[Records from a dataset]
··········

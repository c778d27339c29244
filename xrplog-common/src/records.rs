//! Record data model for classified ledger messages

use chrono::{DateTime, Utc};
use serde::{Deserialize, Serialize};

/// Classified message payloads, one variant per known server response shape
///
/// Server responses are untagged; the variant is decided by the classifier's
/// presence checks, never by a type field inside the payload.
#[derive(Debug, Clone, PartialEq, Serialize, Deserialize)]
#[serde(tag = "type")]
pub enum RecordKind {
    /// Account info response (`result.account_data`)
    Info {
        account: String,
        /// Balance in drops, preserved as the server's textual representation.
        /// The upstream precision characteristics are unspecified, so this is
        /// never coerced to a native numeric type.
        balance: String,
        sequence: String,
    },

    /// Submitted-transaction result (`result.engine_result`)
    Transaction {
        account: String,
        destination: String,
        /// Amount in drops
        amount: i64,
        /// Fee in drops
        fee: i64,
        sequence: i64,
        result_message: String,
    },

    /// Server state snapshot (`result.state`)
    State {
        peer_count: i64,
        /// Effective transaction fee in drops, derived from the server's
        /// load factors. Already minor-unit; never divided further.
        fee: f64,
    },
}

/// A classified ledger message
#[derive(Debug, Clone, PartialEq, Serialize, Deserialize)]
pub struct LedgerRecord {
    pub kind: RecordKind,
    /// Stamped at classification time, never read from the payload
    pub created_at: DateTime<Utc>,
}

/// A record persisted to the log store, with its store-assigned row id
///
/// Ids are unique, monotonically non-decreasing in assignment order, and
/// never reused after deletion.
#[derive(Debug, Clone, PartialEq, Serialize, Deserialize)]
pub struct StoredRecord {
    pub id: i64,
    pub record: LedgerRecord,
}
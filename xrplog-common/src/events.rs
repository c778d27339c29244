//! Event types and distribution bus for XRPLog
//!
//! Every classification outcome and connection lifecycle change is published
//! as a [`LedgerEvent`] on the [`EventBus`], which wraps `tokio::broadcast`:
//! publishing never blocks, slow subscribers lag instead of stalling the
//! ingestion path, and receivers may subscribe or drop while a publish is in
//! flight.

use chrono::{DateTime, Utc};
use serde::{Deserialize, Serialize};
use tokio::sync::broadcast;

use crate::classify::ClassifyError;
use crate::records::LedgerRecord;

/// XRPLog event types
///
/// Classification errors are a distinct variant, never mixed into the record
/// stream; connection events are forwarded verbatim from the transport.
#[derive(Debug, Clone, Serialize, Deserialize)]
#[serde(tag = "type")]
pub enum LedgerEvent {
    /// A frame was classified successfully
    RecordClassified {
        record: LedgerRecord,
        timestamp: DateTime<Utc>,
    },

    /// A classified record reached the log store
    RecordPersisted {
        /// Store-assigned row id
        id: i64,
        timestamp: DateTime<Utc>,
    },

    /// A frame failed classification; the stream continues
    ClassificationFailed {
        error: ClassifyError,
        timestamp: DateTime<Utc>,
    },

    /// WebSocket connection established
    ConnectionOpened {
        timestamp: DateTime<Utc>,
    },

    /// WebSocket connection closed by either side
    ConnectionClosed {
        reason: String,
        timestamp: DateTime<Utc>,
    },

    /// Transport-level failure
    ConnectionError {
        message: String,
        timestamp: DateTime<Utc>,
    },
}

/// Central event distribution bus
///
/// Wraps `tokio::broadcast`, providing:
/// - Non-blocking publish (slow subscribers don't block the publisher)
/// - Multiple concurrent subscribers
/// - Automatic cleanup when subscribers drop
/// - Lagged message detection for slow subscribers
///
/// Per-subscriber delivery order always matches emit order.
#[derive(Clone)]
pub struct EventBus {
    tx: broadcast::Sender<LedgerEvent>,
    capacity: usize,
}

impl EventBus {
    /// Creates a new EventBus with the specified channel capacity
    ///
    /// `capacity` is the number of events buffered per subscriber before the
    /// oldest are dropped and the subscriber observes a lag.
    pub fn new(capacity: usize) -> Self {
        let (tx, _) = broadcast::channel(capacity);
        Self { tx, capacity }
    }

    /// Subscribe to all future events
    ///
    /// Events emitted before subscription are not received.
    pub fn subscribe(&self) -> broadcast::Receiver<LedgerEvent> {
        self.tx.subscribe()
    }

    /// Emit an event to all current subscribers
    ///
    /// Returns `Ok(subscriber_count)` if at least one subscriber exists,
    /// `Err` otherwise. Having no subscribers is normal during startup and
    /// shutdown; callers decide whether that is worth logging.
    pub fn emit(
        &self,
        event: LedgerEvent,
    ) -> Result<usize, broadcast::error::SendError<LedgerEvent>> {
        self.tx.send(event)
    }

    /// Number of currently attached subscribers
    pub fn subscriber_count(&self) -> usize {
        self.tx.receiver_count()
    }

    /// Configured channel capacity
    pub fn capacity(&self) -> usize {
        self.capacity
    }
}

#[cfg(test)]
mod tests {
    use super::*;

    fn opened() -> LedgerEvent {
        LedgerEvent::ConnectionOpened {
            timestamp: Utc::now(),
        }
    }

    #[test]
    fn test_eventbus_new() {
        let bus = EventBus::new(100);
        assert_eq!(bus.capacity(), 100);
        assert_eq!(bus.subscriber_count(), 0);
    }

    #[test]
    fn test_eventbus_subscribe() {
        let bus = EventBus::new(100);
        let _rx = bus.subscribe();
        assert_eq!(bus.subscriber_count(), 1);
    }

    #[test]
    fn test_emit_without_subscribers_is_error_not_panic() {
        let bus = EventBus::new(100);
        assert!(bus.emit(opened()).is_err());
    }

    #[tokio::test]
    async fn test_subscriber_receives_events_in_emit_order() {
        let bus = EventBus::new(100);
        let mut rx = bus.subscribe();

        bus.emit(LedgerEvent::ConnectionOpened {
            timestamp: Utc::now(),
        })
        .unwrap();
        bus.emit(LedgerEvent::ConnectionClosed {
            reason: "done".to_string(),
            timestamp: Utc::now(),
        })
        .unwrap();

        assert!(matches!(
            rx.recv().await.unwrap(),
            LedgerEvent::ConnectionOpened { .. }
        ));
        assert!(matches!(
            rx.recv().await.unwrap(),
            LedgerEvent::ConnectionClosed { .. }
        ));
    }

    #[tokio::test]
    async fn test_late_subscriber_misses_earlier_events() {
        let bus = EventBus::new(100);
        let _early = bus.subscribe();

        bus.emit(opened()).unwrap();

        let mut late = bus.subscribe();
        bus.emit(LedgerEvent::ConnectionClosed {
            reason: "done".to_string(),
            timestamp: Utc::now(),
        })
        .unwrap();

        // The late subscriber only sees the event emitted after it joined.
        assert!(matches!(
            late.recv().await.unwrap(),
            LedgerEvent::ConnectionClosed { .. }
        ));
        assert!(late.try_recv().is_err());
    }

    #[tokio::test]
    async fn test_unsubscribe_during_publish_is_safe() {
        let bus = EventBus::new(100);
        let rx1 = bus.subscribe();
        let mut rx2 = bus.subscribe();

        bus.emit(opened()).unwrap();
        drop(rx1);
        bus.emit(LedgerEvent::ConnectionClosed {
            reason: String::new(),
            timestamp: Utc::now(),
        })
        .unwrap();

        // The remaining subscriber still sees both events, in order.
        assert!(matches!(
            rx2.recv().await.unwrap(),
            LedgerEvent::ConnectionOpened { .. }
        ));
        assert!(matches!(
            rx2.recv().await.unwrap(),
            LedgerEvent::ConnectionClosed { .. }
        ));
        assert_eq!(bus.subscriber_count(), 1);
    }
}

··········

* [EXERCISE INSTRUCTIONS]
Give back the data above, repeating every record exactly.

* [TASK SOLUTION]
repository c778d27339c29244
filename xrplog-common/src/records.rs
//! Record data model for classified ledger messages

use chrono::{DateTime, Utc};
use serde::{Deserialize, Serialize};

/// Classified message payloads, one variant per known server response shape
///
/// Server responses are untagged; the variant is decided by the classifier's
/// presence checks, never by a type field inside the payload.
#[derive(Debug, Clone, PartialEq, Serialize, Deserialize)]
#[serde(tag = "type")]
pub enum RecordKind {
    /// Account info response (`result.account_data`)
    Info {
        account: String,
        /// Balance in drops, preserved as the server's textual representation.
        /// The upstream precision characteristics are unspecified, so this is
        /// never coerced to a native numeric type.
        balance: String,
        sequence: String,
    },

    /// Submitted-transaction result (`result.engine_result`)
    Transaction {
        account: String,
        destination: String,
        /// Amount in drops
        amount: i64,
        /// Fee in drops
        fee: i64,
        sequence: i64,
        result_message: String,
    },

    /// Server state snapshot (`result.state`)
    State {
        peer_count: i64,
        /// Effective transaction fee in drops, derived from the server's
        /// load factors. Already minor-unit; never divided further.
        fee: f64,
    },
}

/// A classified ledger message
#[derive(Debug, Clone, PartialEq, Serialize, Deserialize)]
pub struct LedgerRecord {
    pub kind: RecordKind,
    /// Stamped at classification time, never read from the payload
    pub created_at: DateTime<Utc>,
}

/// A record persisted to the log store, with its store-assigned row id
///
/// Ids are unique, monotonically non-decreasing in assignment order, and
/// never reused after deletion.
#[derive(Debug, Clone, PartialEq, Serialize, Deserialize)]
pub struct StoredRecord {
    pub id: i64,
    pub record: LedgerRecord,
}
filename xrplog-common/src/events.rs
repository c778d27339c29244
//! Event types and distribution bus for XRPLog
//!
//! Every classification outcome and connection lifecycle change is published
//! as a [`LedgerEvent`] on the [`EventBus`], which wraps `tokio::broadcast`:
//! publishing never blocks, slow subscribers lag instead of stalling the
//! ingestion path, and receivers may subscribe or drop while a publish is in
//! flight.

use chrono::{DateTime, Utc};
use serde::{Deserialize, Serialize};
use tokio::sync::broadcast;

use crate::classify::ClassifyError;
use crate::records::LedgerRecord;

/// XRPLog event types
///
/// Classification errors are a distinct variant, never mixed into the record
/// stream; connection events are forwarded verbatim from the transport.
#[derive(Debug, Clone, Serialize, Deserialize)]
#[serde(tag = "type")]
pub enum LedgerEvent {
    /// A frame was classified successfully
    RecordClassified {
        record: LedgerRecord,
        timestamp: DateTime<Utc>,
    },

    /// A classified record reached the log store
    RecordPersisted {
        /// Store-assigned row id
        id: i64,
        timestamp: DateTime<Utc>,
    },

    /// A frame failed classification; the stream continues
    ClassificationFailed {
        error: ClassifyError,
        timestamp: DateTime<Utc>,
    },

    /// WebSocket connection established
    ConnectionOpened {
        timestamp: DateTime<Utc>,
    },

    /// WebSocket connection closed by either side
    ConnectionClosed {
        reason: String,
        timestamp: DateTime<Utc>,
    },

    /// Transport-level failure
    ConnectionError {
        message: String,
        timestamp: DateTime<Utc>,
    },
}

/// Central event distribution bus
///
/// Wraps `tokio::broadcast`, providing:
/// - Non-blocking publish (slow subscribers don't block the publisher)
/// - Multiple concurrent subscribers
/// - Automatic cleanup when subscribers drop
/// - Lagged message detection for slow subscribers
///
/// Per-subscriber delivery order always matches emit order.
#[derive(Clone)]
pub struct EventBus {
    tx: broadcast::Sender<LedgerEvent>,
    capacity: usize,
}

impl EventBus {
    /// Creates a new EventBus with the specified channel capacity
    ///
    /// `capacity` is the number of events buffered per subscriber before the
    /// oldest are dropped and the subscriber observes a lag.
    pub fn new(capacity: usize) -> Self {
        let (tx, _) = broadcast::channel(capacity);
        Self { tx, capacity }
    }

    /// Subscribe to all future events
    ///
    /// Events emitted before subscription are not received.
    pub fn subscribe(&self) -> broadcast::Receiver<LedgerEvent> {
        self.tx.subscribe()
    }

    /// Emit an event to all current subscribers
    ///
    /// Returns `Ok(subscriber_count)` if at least one subscriber exists,
    /// `Err` otherwise. Having no subscribers is normal during startup and
    /// shutdown; callers decide whether that is worth logging.
    pub fn emit(
        &self,
        event: LedgerEvent,
    ) -> Result<usize, broadcast::error::SendError<LedgerEvent>> {
        self.tx.send(event)
    }

    /// Number of currently attached subscribers
    pub fn subscriber_count(&self) -> usize {
        self.tx.receiver_count()
    }

    /// Configured channel capacity
    pub fn capacity(&self) -> usize {
        self.capacity
    }
}

#[cfg(test)]
mod tests {
    use super::*;

    fn opened() -> LedgerEvent {
        LedgerEvent::ConnectionOpened {
            timestamp: Utc::now(),
        }
    }

    #[test]
    fn test_eventbus_new() {
        let bus = EventBus::new(100);
        assert_eq!(bus.capacity(), 100);
        assert_eq!(bus.subscriber_count(), 0);
    }

    #[test]
    fn test_eventbus_subscribe() {
        let bus = EventBus::new(100);
        let _rx = bus.subscribe();
        assert_eq!(bus.subscriber_count(), 1);
    }

    #[test]
    fn test_emit_without_subscribers_is_error_not_panic() {
        let bus = EventBus::new(100);
        assert!(bus.emit(opened()).is_err());
    }

    #[tokio::test]
    async fn test_subscriber_receives_events_in_emit_order() {
        let bus = EventBus::new(100);
        let mut rx = bus.subscribe();

        bus.emit(LedgerEvent::ConnectionOpened {
            timestamp: Utc::now(),
        })
        .unwrap();
        bus.emit(LedgerEvent::ConnectionClosed {
            reason: "done".to_string(),
            timestamp: Utc::now(),
        })
        .unwrap();

        assert!(matches!(
            rx.recv().await.unwrap(),
            LedgerEvent::ConnectionOpened { .. }
        ));
        assert!(matches!(
            rx.recv().await.unwrap(),
            LedgerEvent::ConnectionClosed { .. }
        ));
    }

    #[tokio::test]
    async fn test_late_subscriber_misses_earlier_events() {
        let bus = EventBus::new(100);
        let _early = bus.subscribe();

        bus.emit(opened()).unwrap();

        let mut late = bus.subscribe();
        bus.emit(LedgerEvent::ConnectionClosed {
            reason: "done".to_string(),
            timestamp: Utc::now(),
        })
        .unwrap();

        // The late subscriber only sees the event emitted after it joined.
        assert!(matches!(
            late.recv().await.unwrap(),
            LedgerEvent::ConnectionClosed { .. }
        ));
        assert!(late.try_recv().is_err());
    }

    #[tokio::test]
    async fn test_unsubscribe_during_publish_is_safe() {
        let bus = EventBus::new(100);
        let rx1 = bus.subscribe();
        let mut rx2 = bus.subscribe();

        bus.emit(opened()).unwrap();
        drop(rx1);
        bus.emit(LedgerEvent::ConnectionClosed {
            reason: String::new(),
            timestamp: Utc::now(),
        })
        .unwrap();

        // The remaining subscriber still sees both events, in order.
        assert!(matches!(
            rx2.recv().await.unwrap(),
            LedgerEvent::ConnectionOpened { .. }
        ));
        assert!(matches!(
            rx2.recv().await.unwrap(),
            LedgerEvent::ConnectionClosed { .. }
        ));
        assert_eq!(bus.subscriber_count(), 1);
    }
}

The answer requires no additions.